#### Given data
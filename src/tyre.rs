use crate::error::{Result, StrategyError};
use serde::{Deserialize, Serialize};

/// Coefficients of the exponential degradation curve `c + a * exp(b * lap)`.
#[derive(Debug, Clone, Copy, PartialEq, Serialize, Deserialize)]
pub struct DegradationCoefficients {
    pub a: f64,
    pub b: f64,
    #[serde(default)]
    pub c: f64,
}

impl DegradationCoefficients {
    pub fn new(a: f64, b: f64, c: f64) -> Self {
        Self { a, b, c }
    }

    /// A compound that never degrades: every lap takes `lap_time` seconds.
    pub fn constant(lap_time: f64) -> Self {
        Self::new(0.0, 0.0, lap_time)
    }

    pub fn evaluate(&self, stint_lap: usize) -> f64 {
        self.c + self.a * (self.b * stint_lap as f64).exp()
    }
}

// one compound with its lap-time curve precomputed over [0, horizon]
#[derive(Debug, Clone, PartialEq)]
pub struct TyreCompound {
    name: String,
    coefficients: DegradationCoefficients,
    lap_times: Vec<f64>,
}

impl TyreCompound {
    pub fn new(
        name: impl Into<String>,
        coefficients: DegradationCoefficients,
        horizon: usize,
    ) -> Result<Self> {
        let name = name.into();
        let DegradationCoefficients { a, b, c } = coefficients;
        if !(a.is_finite() && b.is_finite() && c.is_finite()) {
            return Err(StrategyError::InvalidCoefficients {
                compound: name,
                reason: format!("coefficients must be finite (a={a}, b={b}, c={c})"),
            });
        }

        let lap_times: Vec<f64> = (0..=horizon).map(|l| coefficients.evaluate(l)).collect();
        if let Some(lap) = lap_times.iter().position(|t| !t.is_finite()) {
            return Err(StrategyError::InvalidCoefficients {
                compound: name,
                reason: format!("lap-time curve overflows at stint lap {lap}"),
            });
        }

        Ok(Self {
            name,
            coefficients,
            lap_times,
        })
    }

    pub fn name(&self) -> &str {
        &self.name
    }

    pub fn coefficients(&self) -> DegradationCoefficients {
        self.coefficients
    }

    /// Largest stint lap for which the curve is tabulated.
    pub fn horizon(&self) -> usize {
        self.lap_times.len() - 1
    }

    /// Lap time for the given lap of a stint (0 is the first lap on fresh tyres).
    /// Beyond the horizon the curve stays flat at its last tabulated value.
    pub fn lap_time(&self, stint_lap: usize) -> f64 {
        let idx = stint_lap.min(self.horizon());
        self.lap_times[idx]
    }
}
########
Return each line among the entries that holds the word "Result".

Your response.
use crate::error::{Result, StrategyError};
    ) -> Result<Self> {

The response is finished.